[Collected data entries]
++++
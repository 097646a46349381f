//! Immutable lookup of query types.
//!
//! The registry is built once (from the config file or programmatically) and
//! then shared read-only, usually behind an `Arc`, by every batch call.

use std::collections::BTreeMap;

use super::{QueryConfig, QueryDefinition};
use crate::error::{BatchError, Result};

/// Query type name to configuration, iterated in name order.
#[derive(Debug, Clone, Default)]
pub struct QueryRegistry {
    configs: BTreeMap<String, QueryConfig>,
}

impl QueryRegistry {
    /// Starts building a registry.
    pub fn builder() -> RegistryBuilder {
        RegistryBuilder::default()
    }

    /// Builds a registry from config-file definitions.
    pub fn from_definitions<'a, I>(definitions: I) -> Result<Self>
    where
        I: IntoIterator<Item = (&'a String, &'a QueryDefinition)>,
    {
        definitions
            .into_iter()
            .try_fold(Self::builder(), |builder, (name, definition)| {
                builder.register(definition.clone().into_config(name)?)
            })
            .map(RegistryBuilder::build)
    }

    /// Looks up a query type.
    pub fn get(&self, query_type: &str) -> Option<&QueryConfig> {
        self.configs.get(query_type)
    }

    /// Returns true if the query type is registered.
    pub fn contains(&self, query_type: &str) -> bool {
        self.configs.contains_key(query_type)
    }

    /// Iterates over `(type, config)` pairs in name order.
    pub fn iter(&self) -> impl Iterator<Item = (&str, &QueryConfig)> {
        self.configs.iter().map(|(name, config)| (name.as_str(), config))
    }

    /// Registered query type names in name order.
    pub fn types(&self) -> impl Iterator<Item = &str> {
        self.configs.keys().map(String::as_str)
    }

    pub fn len(&self) -> usize {
        self.configs.len()
    }

    pub fn is_empty(&self) -> bool {
        self.configs.is_empty()
    }
}

/// Collects configs before freezing them into a [`QueryRegistry`].
#[derive(Debug, Default)]
pub struct RegistryBuilder {
    configs: BTreeMap<String, QueryConfig>,
}

impl RegistryBuilder {
    /// Adds a query type. Names must be unique.
    pub fn register(mut self, config: QueryConfig) -> Result<Self> {
        let name = config.name().to_string();
        if name.is_empty() {
            return Err(BatchError::config("Query type name must not be empty"));
        }
        if self.configs.contains_key(&name) {
            return Err(BatchError::config(format!(
                "Query type '{name}' is registered twice"
            )));
        }
        self.configs.insert(name, config);
        Ok(self)
    }

    pub fn build(self) -> QueryRegistry {
        QueryRegistry {
            configs: self.configs,
        }
    }
}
++++
EXERCISE DETAILS
Reproduce the records exactly, keeping every line.

ANSWER TO THIS TASK
repository 097646a46349381f
//! Immutable lookup of query types.
//!
//! The registry is built once (from the config file or programmatically) and
//! then shared read-only, usually behind an `Arc`, by every batch call.

use std::collections::BTreeMap;

use super::{QueryConfig, QueryDefinition};
use crate::error::{BatchError, Result};

/// Query type name to configuration, iterated in name order.
#[derive(Debug, Clone, Default)]
pub struct QueryRegistry {
    configs: BTreeMap<String, QueryConfig>,
}

impl QueryRegistry {
    /// Starts building a registry.
    pub fn builder() -> RegistryBuilder {
        RegistryBuilder::default()
    }

    /// Builds a registry from config-file definitions.
    pub fn from_definitions<'a, I>(definitions: I) -> Result<Self>
    where
        I: IntoIterator<Item = (&'a String, &'a QueryDefinition)>,
    {
        definitions
            .into_iter()
            .try_fold(Self::builder(), |builder, (name, definition)| {
                builder.register(definition.clone().into_config(name)?)
            })
            .map(RegistryBuilder::build)
    }

    /// Looks up a query type.
    pub fn get(&self, query_type: &str) -> Option<&QueryConfig> {
        self.configs.get(query_type)
    }

    /// Returns true if the query type is registered.
    pub fn contains(&self, query_type: &str) -> bool {
        self.configs.contains_key(query_type)
    }

    /// Iterates over `(type, config)` pairs in name order.
    pub fn iter(&self) -> impl Iterator<Item = (&str, &QueryConfig)> {
        self.configs.iter().map(|(name, config)| (name.as_str(), config))
    }

    /// Registered query type names in name order.
    pub fn types(&self) -> impl Iterator<Item = &str> {
        self.configs.keys().map(String::as_str)
    }

    pub fn len(&self) -> usize {
        self.configs.len()
    }

    pub fn is_empty(&self) -> bool {
        self.configs.is_empty()
    }
}

/// Collects configs before freezing them into a [`QueryRegistry`].
#[derive(Debug, Default)]
pub struct RegistryBuilder {
    configs: BTreeMap<String, QueryConfig>,
}

impl RegistryBuilder {
    /// Adds a query type. Names must be unique.
    pub fn register(mut self, config: QueryConfig) -> Result<Self> {
        let name = config.name().to_string();
        if name.is_empty() {
            return Err(BatchError::config("Query type name must not be empty"));
        }
        if self.configs.contains_key(&name) {
            return Err(BatchError::config(format!(
                "Query type '{name}' is registered twice"
            )));
        }
        self.configs.insert(name, config);
        Ok(self)
    }

    pub fn build(self) -> QueryRegistry {
        QueryRegistry {
            configs: self.configs,
        }
    }
}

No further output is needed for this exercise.